EXERCISE DESCRIPTION:
Within the data that follows, how many lines contain the word "docs"? Reply with only the number.

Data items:
════════════════

/// Record assignments (including chained `$a = $b = …`) and inline `@var`
/// overrides carried by an expression statement.
fn scan_expression(
    map: &mut FxHashMap<String, ExpressionTypeInfo>,
    expr: &Node,
    docblock: Option<&Docblock>,
    conditional: bool,
) {
    // A docblock with an explicit variable name overrides that variable
    // even when the statement is not an assignment to it.
    if let Some(doc) = docblock
        && let Some((annotation, var_name)) = docblock::parse_var_tag(&doc.text)
        && let Some(var_name) = var_name
    {
        map.entry(var_name)
            .or_default()
            .docblock_override = Some((annotation, doc.span.start));
    }

    let Node::Assignment { lhs, rhs, .. } = expr else {
        return;
    };

    if let Some(text) = lhs.expression_text() {
        map.entry(text.clone())
            .or_default()
            .record(BestMatch::Assignment((**rhs).clone()), conditional);

        // A nameless `/** @var Type */` applies to the assignment target.
        if let Some(doc) = docblock
            && let Some((annotation, None)) = docblock::parse_var_tag(&doc.text)
        {
            map.entry(text)
                .or_default()
                .docblock_override = Some((annotation, doc.span.start));
        }
    }

    // Chained assignment: the inner assignment also binds.
    if matches!(rhs.as_ref(), Node::Assignment { .. }) {
        scan_expression(map, rhs, None, conditional);
    }
}

/// Whether `position` falls inside a loop body, approximated by the span
/// from the first body statement to the statement's end (bodies carry no
/// span of their own).
fn body_contains(body: &[Stmt], stmt_span: Span, position: u32) -> bool {
    match body.first() {
        Some(first) => Span::new(first.span().start, stmt_span.end).contains(position),
        None => false,
    }
}
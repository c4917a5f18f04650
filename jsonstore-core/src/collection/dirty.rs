// jsonstore-core/src/collection/dirty.rs
// Sync bookkeeping: which documents carry local changes, and acknowledging them

use log::debug;
use rusqlite::{params, OptionalExtension};
use serde_json::{Map, Value};

use super::Collection;
use crate::document::{DirtyDocument, DocumentId, DocumentKey, Operation};
use crate::error::{JsonStoreError, Result};
use crate::options::{CountOptions, FindOptions};
use crate::query::{QueryPart, QueryParts};
use crate::schema::{
    quote_identifier, DELETED_COLUMN, DIRTY_COLUMN, ID_COLUMN, JSON_COLUMN, OPERATION_COLUMN,
};

impl Collection {
    /// Acknowledge synchronized documents.
    ///
    /// Tombstones are deleted for good; other rows have their dirty metadata
    /// reset. Rows that were already clean still count. Ids with no row are
    /// skipped.
    pub fn mark_clean<K: DocumentKey>(&self, keys: &[K]) -> Result<usize> {
        self.ensure_open()?;
        self.backend.write(|conn| {
            let mut lookup = conn.prepare_cached(&format!(
                "SELECT {} FROM {} WHERE {} = ?1",
                quote_identifier(OPERATION_COLUMN),
                self.table(),
                quote_identifier(ID_COLUMN)
            ))?;
            let mut reset = conn.prepare_cached(&format!(
                "UPDATE {} SET {} = 0, {} = 0, {} = '' WHERE {} = ?1",
                self.table(),
                quote_identifier(DIRTY_COLUMN),
                quote_identifier(DELETED_COLUMN),
                quote_identifier(OPERATION_COLUMN),
                quote_identifier(ID_COLUMN)
            ))?;

            let mut cleaned = 0;
            for key in keys {
                let id = key.document_id();
                let operation: Option<String> = lookup
                    .query_row(params![id], |row| row.get(0))
                    .optional()?;
                match operation.as_deref() {
                    None => continue,
                    Some(op) if op == Operation::Delete.as_str() => {
                        self.delete_row(conn, id)?;
                    }
                    Some(_) => {
                        reset.execute(params![id])?;
                    }
                }
                cleaned += 1;
            }
            debug!("Marked {} documents clean in '{}'", cleaned, self.name);
            Ok(cleaned)
        })
    }

    /// True if the row (tombstones included) has unsynchronized changes.
    pub fn is_dirty(&self, id: DocumentId) -> Result<bool> {
        let query: QueryParts = QueryPart::new()
            .equal(ID_COLUMN, id)
            .greater_than(DIRTY_COLUMN, 0i64)
            .into();
        Ok(self.count(&query, &CountOptions::default().include_deleted(true))? > 0)
    }

    /// Number of rows with unsynchronized changes, tombstones included.
    pub fn count_all_dirty(&self) -> Result<u64> {
        self.count(
            &dirty_query(),
            &CountOptions::default().include_deleted(true),
        )
    }

    /// Every dirty row, tombstones included, oldest change first.
    pub fn all_dirty(&self) -> Result<Vec<DirtyDocument>> {
        let options = FindOptions::new()
            .with_filter([
                ID_COLUMN,
                JSON_COLUMN,
                DIRTY_COLUMN,
                DELETED_COLUMN,
                OPERATION_COLUMN,
            ])
            .sort_ascending(DIRTY_COLUMN)
            .include_deleted(true);
        self.find(&dirty_query(), &options)?
            .into_iter()
            .map(dirty_from_row)
            .collect()
    }
}

fn dirty_query() -> QueryParts {
    QueryPart::new().greater_than(DIRTY_COLUMN, 0i64).into()
}

fn dirty_from_row(row: Value) -> Result<DirtyDocument> {
    let mut row: Map<String, Value> = match row {
        Value::Object(row) => row,
        other => {
            return Err(JsonStoreError::Serialization(format!(
                "Expected a row object, got {}",
                other
            )))
        }
    };
    let int = |row: &Map<String, Value>, column: &str| -> Result<i64> {
        row.get(column).and_then(Value::as_i64).ok_or_else(|| {
            JsonStoreError::Serialization(format!("Row is missing integer column '{}'", column))
        })
    };

    let id = int(&row, ID_COLUMN)?;
    let dirty = int(&row, DIRTY_COLUMN)?;
    let deleted = int(&row, DELETED_COLUMN)? != 0;
    let operation = row
        .get(OPERATION_COLUMN)
        .and_then(Value::as_str)
        .unwrap_or("")
        .parse::<Operation>()?;
    let json = row.remove(JSON_COLUMN).unwrap_or(Value::Null);

    Ok(DirtyDocument {
        id,
        json,
        dirty,
        deleted,
        operation,
    })
}
// src/query/compiler.rs
//! Compiles [`QueryParts`] into parameterized SQL
//!
//! find and count share this path: count is a find whose projection is the
//! `count` pseudo-column, so both always match the same rows.

use ahash::AHashSet;
use log::trace;
use rusqlite::types::Value as SqlValue;
use rusqlite::{params_from_iter, Connection};
use serde_json::{Map, Value};

use crate::document::Document;
use crate::error::{JsonStoreError, Result};
use crate::options::{CountOptions, FindOptions};
use crate::query::QueryParts;
use crate::schema::{
    quote_identifier, CollectionSchema, ColumnRef, COUNT_COLUMN, DELETED_COLUMN, ID_COLUMN,
    JSON_COLUMN,
};
use crate::value::sql_to_json;

/// Columns returned by a compiled query.
#[derive(Debug, Clone, PartialEq)]
pub enum Projection {
    /// `_id` and `_json`, rehydrated into [`Document`]s
    Default,
    /// Caller-selected declared or reserved fields
    Columns(Vec<ColumnRef>),
    /// `COUNT(*)`
    Count,
}

#[derive(Debug, Clone)]
pub struct CompiledQuery {
    pub sql: String,
    pub params: Vec<SqlValue>,
    pub projection: Projection,
}

/// Result rows of an executed query, deduplicated.
#[derive(Debug, Clone, PartialEq)]
pub enum QueryOutput {
    Documents(Vec<Document>),
    Rows(Vec<Map<String, Value>>),
    Count(u64),
}

impl QueryOutput {
    pub fn into_documents(self) -> Vec<Document> {
        match self {
            QueryOutput::Documents(docs) => docs,
            _ => Vec::new(),
        }
    }

    pub fn into_values(self) -> Vec<Value> {
        match self {
            QueryOutput::Documents(docs) => docs.iter().map(Document::to_value).collect(),
            QueryOutput::Rows(rows) => rows.into_iter().map(Value::Object).collect(),
            QueryOutput::Count(count) => vec![Value::from(count)],
        }
    }

    pub fn count(&self) -> u64 {
        match self {
            QueryOutput::Documents(docs) => docs.len() as u64,
            QueryOutput::Rows(rows) => rows.len() as u64,
            QueryOutput::Count(count) => *count,
        }
    }
}

/// Compiles queries against one collection's schema.
pub struct QueryCompiler<'a> {
    collection: &'a str,
    schema: &'a CollectionSchema,
}

impl<'a> QueryCompiler<'a> {
    pub fn new(collection: &'a str, schema: &'a CollectionSchema) -> Self {
        QueryCompiler { collection, schema }
    }

    fn resolve(&self, field: &str) -> Result<ColumnRef> {
        self.schema
            .resolve(field)
            .ok_or_else(|| JsonStoreError::UnknownField {
                collection: self.collection.to_string(),
                field: field.to_string(),
            })
    }

    /// Resolve a `filter` list into a projection.
    pub fn projection(&self, filter: &[String]) -> Result<Projection> {
        match filter {
            [] => Ok(Projection::Default),
            [only] if only == COUNT_COLUMN => Ok(Projection::Count),
            fields => {
                let mut columns = Vec::with_capacity(fields.len());
                for field in fields {
                    if field == COUNT_COLUMN {
                        return Err(JsonStoreError::InvalidQuery(
                            "'count' cannot be combined with other projection fields".to_string(),
                        ));
                    }
                    columns.push(self.resolve(field)?);
                }
                Ok(Projection::Columns(columns))
            }
        }
    }

    /// WHERE clause: parts OR-joined, predicates AND-joined.
    pub fn compile_where(
        &self,
        query: &QueryParts,
        include_deleted: bool,
    ) -> Result<(String, Vec<SqlValue>)> {
        let mut params = Vec::new();
        let mut clauses = Vec::with_capacity(query.parts().len());

        for part in query.parts() {
            if part.is_empty() {
                clauses.push("1".to_string());
                continue;
            }
            let mut terms = Vec::with_capacity(part.predicates().len());
            for predicate in part.predicates() {
                let column = self.resolve(predicate.field())?;
                let operand = predicate.operand().for_field_type(column.field_type);
                terms.push(predicate.operator().render(
                    &quote_identifier(&column.column),
                    &operand,
                    &mut params,
                ));
            }
            clauses.push(format!("({})", terms.join(" AND ")));
        }

        let matcher = if clauses.is_empty() {
            "1".to_string()
        } else {
            clauses.join(" OR ")
        };
        let sql = if include_deleted {
            format!("({})", matcher)
        } else {
            format!("({}) AND {} = 0", matcher, quote_identifier(DELETED_COLUMN))
        };
        Ok((sql, params))
    }

    pub fn compile_find(&self, query: &QueryParts, options: &FindOptions) -> Result<CompiledQuery> {
        let projection = self.projection(&options.filter)?;
        let (where_sql, mut params) = self.compile_where(query, options.include_deleted)?;

        let select = match &projection {
            Projection::Default => format!(
                "{}, {}",
                quote_identifier(ID_COLUMN),
                quote_identifier(JSON_COLUMN)
            ),
            Projection::Columns(columns) => columns
                .iter()
                .map(|c| quote_identifier(&c.column))
                .collect::<Vec<_>>()
                .join(", "),
            Projection::Count => "COUNT(*)".to_string(),
        };

        let mut sql = format!(
            "SELECT {} FROM {} WHERE {}",
            select,
            quote_identifier(self.collection),
            where_sql
        );

        if projection != Projection::Count {
            let mut order = Vec::with_capacity(options.sort.len() + 1);
            let mut sorts_by_id = false;
            for key in &options.sort {
                let column = self.resolve(&key.field)?;
                sorts_by_id |= column.column == ID_COLUMN;
                order.push(format!(
                    "{} {}",
                    quote_identifier(&column.column),
                    key.direction.as_sql()
                ));
            }
            if !sorts_by_id {
                order.push(format!("{} ASC", quote_identifier(ID_COLUMN)));
            }
            sql.push_str(" ORDER BY ");
            sql.push_str(&order.join(", "));

            if options.limit.is_some() || options.offset.is_some() {
                // SQLite needs a LIMIT before OFFSET; -1 means no limit
                let limit = options.limit.map(to_sql_int).unwrap_or(-1);
                let offset = options.offset.map(to_sql_int).unwrap_or(0);
                sql.push_str(" LIMIT ? OFFSET ?");
                params.push(SqlValue::Integer(limit));
                params.push(SqlValue::Integer(offset));
            }
        }

        Ok(CompiledQuery {
            sql,
            params,
            projection,
        })
    }

    pub fn compile_count(&self, query: &QueryParts, options: &CountOptions) -> Result<CompiledQuery> {
        let find = FindOptions {
            filter: vec![COUNT_COLUMN.to_string()],
            include_deleted: options.include_deleted,
            ..FindOptions::default()
        };
        self.compile_find(query, &find)
    }
}

fn to_sql_int(value: usize) -> i64 {
    i64::try_from(value).unwrap_or(i64::MAX)
}

impl CompiledQuery {
    /// Run the query and rehydrate its rows.
    pub fn execute(&self, conn: &Connection) -> Result<QueryOutput> {
        trace!("query: {} {:?}", self.sql, self.params);
        let mut stmt = conn.prepare_cached(&self.sql)?;
        let mut rows = stmt.query(params_from_iter(self.params.iter()))?;

        let output = match &self.projection {
            Projection::Count => {
                let count: i64 = match rows.next()? {
                    Some(row) => row.get(0)?,
                    None => 0,
                };
                QueryOutput::Count(count.max(0) as u64)
            }
            Projection::Default => {
                let mut seen = AHashSet::new();
                let mut documents = Vec::new();
                while let Some(row) = rows.next()? {
                    let id: i64 = row.get(0)?;
                    if !seen.insert(id) {
                        continue;
                    }
                    let json: String = row.get(1)?;
                    documents.push(Document::new(id, serde_json::from_str(&json)?));
                }
                QueryOutput::Documents(documents)
            }
            Projection::Columns(columns) => {
                let mut seen = AHashSet::new();
                let mut result = Vec::new();
                while let Some(row) = rows.next()? {
                    let mut object = Map::new();
                    for (index, column) in columns.iter().enumerate() {
                        let raw: SqlValue = row.get(index)?;
                        let value = match raw {
                            SqlValue::Text(text) if column.column == JSON_COLUMN => {
                                serde_json::from_str(&text)?
                            }
                            other => sql_to_json(other),
                        };
                        object.insert(column.name.clone(), value);
                    }
                    let key = serde_json::to_string(&object)?;
                    if seen.insert(key) {
                        result.push(object);
                    }
                }
                QueryOutput::Rows(result)
            }
        };
        Ok(output)
    }
}

#[cfg(test)]
mod tests {
    use super::*;
    use crate::query::{QueryPart, QueryParts};
    use crate::schema::FieldType;

    fn schema() -> CollectionSchema {
        CollectionSchema::new()
            .search_field("name", FieldType::String)
            .search_field("age", FieldType::Integer)
            .search_field("active", FieldType::Boolean)
    }

    #[test]
    fn test_empty_query_matches_everything() {
        let schema = schema();
        let compiler = QueryCompiler::new("people", &schema);
        let (sql, params) = compiler.compile_where(&QueryParts::all(), false).unwrap();
        assert_eq!(sql, "(1) AND \"_deleted\" = 0");
        assert!(params.is_empty());

        let (sql, _) = compiler.compile_where(&QueryParts::all(), true).unwrap();
        assert_eq!(sql, "(1)");
    }

    #[test]
    fn test_parts_or_joined_predicates_and_joined() {
        let schema = schema();
        let compiler = QueryCompiler::new("people", &schema);
        let query = QueryParts::new()
            .or(QueryPart::new().greater_than("age", 1).like("name", "a"))
            .or(QueryPart::new().equal("name", "mike"));
        let (sql, params) = compiler.compile_where(&query, true).unwrap();
        assert_eq!(
            sql,
            "((\"age\" > ? AND \"name\" LIKE ? ESCAPE '\\') OR (\"name\" = ?))"
        );
        assert_eq!(
            params,
            vec![
                SqlValue::Integer(1),
                SqlValue::Text("%a%".to_string()),
                SqlValue::Text("mike".to_string())
            ]
        );
    }

    #[test]
    fn test_unknown_field_rejected() {
        let schema = schema();
        let compiler = QueryCompiler::new("people", &schema);
        let query: QueryParts = QueryPart::new().equal("email", "x").into();
        let err = compiler.compile_where(&query, false).unwrap_err();
        assert!(matches!(err, JsonStoreError::UnknownField { ref field, .. } if field == "email"));
    }

    #[test]
    fn test_reserved_columns_always_queryable() {
        let schema = schema();
        let compiler = QueryCompiler::new("people", &schema);
        let query: QueryParts = QueryPart::new().equal("_operation", "delete").into();
        assert!(compiler.compile_where(&query, true).is_ok());
    }

    #[test]
    fn test_boolean_operands_normalized() {
        let schema = schema();
        let compiler = QueryCompiler::new("people", &schema);
        let query: QueryParts = QueryPart::new().equal("active", "1").into();
        let (_, params) = compiler.compile_where(&query, true).unwrap();
        assert_eq!(params, vec![SqlValue::Integer(1)]);
    }

    #[test]
    fn test_sort_limit_offset() {
        let schema = schema();
        let compiler = QueryCompiler::new("people", &schema);
        let options = FindOptions::new()
            .sort_ascending("age")
            .sort_descending("name")
            .with_offset(2);
        let compiled = compiler.compile_find(&QueryParts::all(), &options).unwrap();
        assert!(compiled
            .sql
            .ends_with("ORDER BY \"age\" ASC, \"name\" DESC, \"_id\" ASC LIMIT ? OFFSET ?"));
        assert_eq!(
            compiled.params,
            vec![SqlValue::Integer(-1), SqlValue::Integer(2)]
        );
    }

    #[test]
    fn test_count_is_find_with_count_projection() {
        let schema = schema();
        let compiler = QueryCompiler::new("people", &schema);
        let compiled = compiler
            .compile_count(&QueryParts::all(), &CountOptions::default())
            .unwrap();
        assert_eq!(compiled.projection, Projection::Count);
        assert!(compiled.sql.starts_with("SELECT COUNT(*) FROM \"people\""));
    }

    #[test]
    fn test_projection_resolution() {
        let schema = schema();
        let compiler = QueryCompiler::new("people", &schema);
        assert_eq!(compiler.projection(&[]).unwrap(), Projection::Default);
        match compiler
            .projection(&["name".to_string(), "_dirty".to_string()])
            .unwrap()
        {
            Projection::Columns(columns) => assert_eq!(columns.len(), 2),
            other => panic!("unexpected projection {:?}", other),
        }
        assert!(compiler
            .projection(&["count".to_string(), "name".to_string()])
            .is_err());
        assert!(compiler.projection(&["email".to_string()]).is_err());
    }
}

════════════════

RESULT OF THIS TASK:
3